The Illegality of the Israeli Occupation of the Palestinian West Bank (including East Jerusalem) and Gaza: What the International Court of Justice Will Have to Determine in its Advisory Opinion for the United Nations General Assembly

[Ralph Wilde is a member of the Faculty of Laws, University College London, University of London, the 2022 Peace Fellow, Ålands fredsinstitut (Åland Islands Peace Institute), and the 2022 Research Fellow, British Academy Council for British Research on the Levant Kenyon Institute, Al-Quds/Jerusalem.
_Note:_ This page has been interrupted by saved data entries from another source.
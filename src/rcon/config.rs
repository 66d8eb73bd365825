//! Client configuration.
//!
//! [`ClientConfig`] is the immutable snapshot a [`Client`](super::Client) is
//! built from. The handful of values that may change after construction live
//! in a lock shared between the client and its background tasks.

use super::{filter::BroadcastFilter, reconnect::ReconnectPolicy, DEFAULT_HEARTBEAT_INTERVAL};
use crate::errors::{ErrorSender, RconError};
use parking_lot::RwLock;
use regex::Regex;
use serde::{Deserialize, Serialize};
use std::{fmt, sync::Arc, time::Duration};

/// Called with the text of every broadcast that passes the filter.
pub type BroadcastHandler = Arc<dyn Fn(String) + Send + Sync>;

/// Called whenever a connection goes away. The flag is `true` when the
/// disconnect was asked for with [`Client::disconnect`](super::Client::disconnect).
pub type DisconnectHandler = Arc<dyn Fn(Option<&RconError>, bool) + Send + Sync>;

/// Everything needed to reach and log into an RCON server.
///
/// # Examples
///
/// ```
/// use rcon_broadcast::rcon::ClientConfig;
/// use std::time::Duration;
///
/// let config = ClientConfig::new("game.example.com", 27015, "hunter2")
///     .with_heartbeat(Duration::from_secs(15))
///     .with_reconnect(true)
///     .with_broadcasts(true)
///     .with_non_broadcast_pattern("^Alive$");
///
/// assert_eq!(config.address(), "game.example.com:27015");
/// ```
#[derive(Clone, PartialEq, Serialize, Deserialize)]
#[serde(default)]
pub struct ClientConfig {
    /// Hostname or IP address of the server.
    pub host: String,
    /// RCON port.
    pub port: u16,
    /// RCON password.
    pub password: String,
    /// Send a keep-alive command on every connection at `heartbeat_interval`.
    pub send_heartbeat_command: bool,
    /// How often to send the keep-alive command.
    #[serde(with = "millis")]
    pub heartbeat_interval: Duration,
    /// Reconnect when the server drops a connection.
    pub attempt_reconnect: bool,
    /// How reconnection is attempted when `attempt_reconnect` is set.
    pub reconnect: ReconnectPolicy,
    /// Allow [`Client::listen_for_broadcasts`](super::Client::listen_for_broadcasts) to open
    /// the broadcast connection.
    pub enable_broadcasts: bool,
    /// Bodies matching any of these patterns never reach the broadcast handler.
    pub non_broadcast_patterns: Vec<String>,
    /// Log every lifecycle step at debug level.
    pub debug: bool,
}

impl Default for ClientConfig {
    fn default() -> Self {
        Self {
            host: String::new(),
            port: 0,
            password: String::new(),
            send_heartbeat_command: false,
            heartbeat_interval: DEFAULT_HEARTBEAT_INTERVAL,
            attempt_reconnect: false,
            reconnect: ReconnectPolicy::default(),
            enable_broadcasts: false,
            non_broadcast_patterns: Vec::new(),
            debug: false,
        }
    }
}

impl fmt::Debug for ClientConfig {
    fn fmt(&self, f: &mut fmt::Formatter<'_>) -> fmt::Result {
        f.debug_struct("ClientConfig")
            .field("host", &self.host)
            .field("port", &self.port)
            .field("password", &"<redacted>")
            .field("send_heartbeat_command", &self.send_heartbeat_command)
            .field("heartbeat_interval", &self.heartbeat_interval)
            .field("attempt_reconnect", &self.attempt_reconnect)
            .field("reconnect", &self.reconnect)
            .field("enable_broadcasts", &self.enable_broadcasts)
            .field("non_broadcast_patterns", &self.non_broadcast_patterns)
            .field("debug", &self.debug)
            .finish()
    }
}

impl ClientConfig {
    /// Configuration with every optional value at its default.
    pub fn new(host: impl Into<String>, port: u16, password: impl Into<String>) -> Self {
        Self {
            host: host.into(),
            port,
            password: password.into(),
            ..Self::default()
        }
    }

    /// Parse a configuration from JSON. Missing optional fields take their
    /// defaults; durations are whole milliseconds.
    ///
    /// # Errors
    /// Returns `Err` if `json` is not a valid configuration document.
    pub fn from_json(json: &str) -> serde_json::Result<Self> {
        serde_json::from_str(json)
    }

    /// Enable the heartbeat command with the given interval.
    #[must_use]
    pub fn with_heartbeat(mut self, interval: Duration) -> Self {
        self.send_heartbeat_command = true;
        self.heartbeat_interval = interval;
        self
    }

    /// Enable or disable reconnection.
    #[must_use]
    pub fn with_reconnect(mut self, enabled: bool) -> Self {
        self.attempt_reconnect = enabled;
        self
    }

    /// Replace the reconnection policy.
    #[must_use]
    pub fn with_reconnect_policy(mut self, policy: ReconnectPolicy) -> Self {
        self.reconnect = policy;
        self
    }

    /// Enable or disable the broadcast connection.
    #[must_use]
    pub fn with_broadcasts(mut self, enabled: bool) -> Self {
        self.enable_broadcasts = enabled;
        self
    }

    /// Add a non-broadcast pattern.
    #[must_use]
    pub fn with_non_broadcast_pattern(mut self, pattern: impl Into<String>) -> Self {
        self.non_broadcast_patterns.push(pattern.into());
        self
    }

    /// Enable debug logging.
    #[must_use]
    pub fn with_debug(mut self, debug: bool) -> Self {
        self.debug = debug;
        self
    }

    /// `host:port`
    #[must_use]
    pub fn address(&self) -> String {
        format!("{}:{}", self.host, self.port)
    }
}

/// The runtime-adjustable part of the configuration.
#[derive(Default)]
pub(crate) struct Settings {
    pub broadcast_handler: Option<BroadcastHandler>,
    pub disconnect_handler: Option<DisconnectHandler>,
    pub error_sender: Option<ErrorSender>,
    pub send_heartbeat_command: bool,
    pub heartbeat_interval: Duration,
    pub filter: Arc<BroadcastFilter>,
}

/// [`Settings`] shared between a client and its tasks. Readers take a cheap
/// snapshot; writers swap values under the lock.
#[derive(Clone)]
pub(crate) struct SharedSettings {
    inner: Arc<RwLock<Settings>>,
}

impl SharedSettings {
    pub(crate) fn from_config(config: &ClientConfig) -> Result<Self, RconError> {
        let filter = BroadcastFilter::compile(&config.non_broadcast_patterns)?;

        Ok(Self {
            inner: Arc::new(RwLock::new(Settings {
                send_heartbeat_command: config.send_heartbeat_command,
                heartbeat_interval: config.heartbeat_interval,
                filter: Arc::new(filter),
                ..Settings::default()
            })),
        })
    }

    /// The heartbeat interval if heartbeats are enabled. A zero interval
    /// means the default one.
    pub(crate) fn heartbeat(&self) -> Option<Duration> {
        let settings = self.inner.read();
        settings
            .send_heartbeat_command
            .then_some(settings.heartbeat_interval)
            .map(or_default_interval)
    }

    pub(crate) fn filter(&self) -> Arc<BroadcastFilter> {
        Arc::clone(&self.inner.read().filter)
    }

    pub(crate) fn broadcast_handler(&self) -> Option<BroadcastHandler> {
        self.inner.read().broadcast_handler.clone()
    }

    pub(crate) fn error_sender(&self) -> Option<ErrorSender> {
        self.inner.read().error_sender.clone()
    }

    /// Call the disconnect handler, if any, outside the lock.
    pub(crate) fn notify_disconnect(&self, err: Option<&RconError>, expected: bool) {
        let handler = self.inner.read().disconnect_handler.clone();
        if let Some(handler) = handler {
            handler(err, expected);
        }
    }

    pub(crate) fn set_broadcast_handler(&self, handler: BroadcastHandler) {
        self.inner.write().broadcast_handler = Some(handler);
    }

    pub(crate) fn set_disconnect_handler(&self, handler: DisconnectHandler) {
        self.inner.write().disconnect_handler = Some(handler);
    }

    pub(crate) fn set_error_sender(&self, sender: ErrorSender) {
        self.inner.write().error_sender = Some(sender);
    }

    pub(crate) fn set_send_heartbeat_command(&self, enabled: bool) {
        self.inner.write().send_heartbeat_command = enabled;
    }

    pub(crate) fn set_heartbeat_interval(&self, interval: Duration) {
        self.inner.write().heartbeat_interval = interval;
    }

    pub(crate) fn add_non_broadcast_pattern(&self, pattern: Regex) {
        let mut settings = self.inner.write();
        let mut filter = BroadcastFilter::clone(&settings.filter);
        filter.push(pattern);
        settings.filter = Arc::new(filter);
    }
}

pub(crate) fn or_default_interval(interval: Duration) -> Duration {
    if interval.is_zero() {
        DEFAULT_HEARTBEAT_INTERVAL
    } else {
        interval
    }
}

/// (De)serialize a [`Duration`] as whole milliseconds.
pub(crate) mod millis {
    use serde::{Deserialize, Deserializer, Serializer};
    use std::time::Duration;

    pub fn serialize<S: Serializer>(duration: &Duration, serializer: S) -> Result<S::Ok, S::Error> {
        serializer.serialize_u64(duration.as_millis() as u64)
    }

    pub fn deserialize<'de, D: Deserializer<'de>>(deserializer: D) -> Result<Duration, D::Error> {
        u64::deserialize(deserializer).map(Duration::from_millis)
    }
}

#[cfg(test)]
mod tests {
    use super::*;

    #[test]
    fn test_defaults() {
        let config = ClientConfig::new("localhost", 21114, "pw");

        assert!(!config.send_heartbeat_command);
        assert!(!config.attempt_reconnect);
        assert!(!config.enable_broadcasts);
        assert_eq!(config.heartbeat_interval, Duration::from_secs(30));
        assert_eq!(config.address(), "localhost:21114");
    }

    #[test]
    fn test_from_json() {
        let config = ClientConfig::from_json(
            r#"{
                "host": "game.example.com",
                "port": 27015,
                "password": "hunter2",
                "send_heartbeat_command": true,
                "heartbeat_interval": 5000,
                "non_broadcast_patterns": ["^Alive$"],
                "reconnect": { "max_attempts": 10 }
            }"#,
        )
        .unwrap();

        assert_eq!(config.host, "game.example.com");
        assert_eq!(config.port, 27015);
        assert!(config.send_heartbeat_command);
        assert_eq!(config.heartbeat_interval, Duration::from_secs(5));
        assert_eq!(config.non_broadcast_patterns, vec!["^Alive$".to_string()]);
        assert_eq!(config.reconnect.max_attempts, 10);
        assert_eq!(
            config.reconnect.initial_backoff,
            ReconnectPolicy::default().initial_backoff
        );
        assert!(!config.attempt_reconnect);
    }

    #[test]
    fn test_debug_hides_password() {
        let config = ClientConfig::new("localhost", 1, "very-secret");
        assert!(!format!("{config:?}").contains("very-secret"));
    }

    #[test]
    fn test_invalid_pattern() {
        let config = ClientConfig::new("localhost", 1, "pw").with_non_broadcast_pattern("([");
        assert!(matches!(
            SharedSettings::from_config(&config),
            Err(RconError::InvalidPattern(_))
        ));
    }

    #[test]
    fn test_pattern_added_after_snapshot() {
        let config = ClientConfig::new("localhost", 1, "pw");
        let settings = SharedSettings::from_config(&config).unwrap();

        let before = settings.filter();
        settings.add_non_broadcast_pattern(Regex::new("^Alive$").unwrap());

        assert!(!before.is_suppressed("Alive"));
        assert!(settings.filter().is_suppressed("Alive"));
    }

    #[test]
    fn test_heartbeat_toggle() {
        let config = ClientConfig::new("localhost", 1, "pw");
        let settings = SharedSettings::from_config(&config).unwrap();
        assert_eq!(settings.heartbeat(), None);

        settings.set_send_heartbeat_command(true);
        settings.set_heartbeat_interval(Duration::from_secs(2));
        assert_eq!(settings.heartbeat(), Some(Duration::from_secs(2)));
    }

    #[test]
    fn test_zero_heartbeat_interval_means_default() {
        let config = ClientConfig::from_json(
            r#"{ "send_heartbeat_command": true, "heartbeat_interval": 0 }"#,
        )
        .unwrap();
        let settings = SharedSettings::from_config(&config).unwrap();
        assert_eq!(settings.heartbeat(), Some(DEFAULT_HEARTBEAT_INTERVAL));

        settings.set_heartbeat_interval(Duration::ZERO);
        assert_eq!(settings.heartbeat(), Some(DEFAULT_HEARTBEAT_INTERVAL));
    }
}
Photograph by the Author.]

Advisory Opinion Request

On 30 December 2022, the United Nations General Assembly voted to request that the International Court of Justice…

…render an advisory opinion on the following questions, considering the rules and principles of international law, including the Charter of the United Nations, international humanitarian law, international human rights law, relevant resolutions of the Security Council, the General Assembly and the Human Rights Council, and the advisory opinion of the Court of 9 July 2004:

(a) What are the legal consequences arising from the ongoing violation by Israel of the right of the Palestinian people to self-determination, from its prolonged occupation, settlement and annexation of the Palestinian territory occupied since 1967, including measures aimed at altering the demographic composition, character and status of the Holy City of Jerusalem, and from its adoption of related discriminatory legislation and measures?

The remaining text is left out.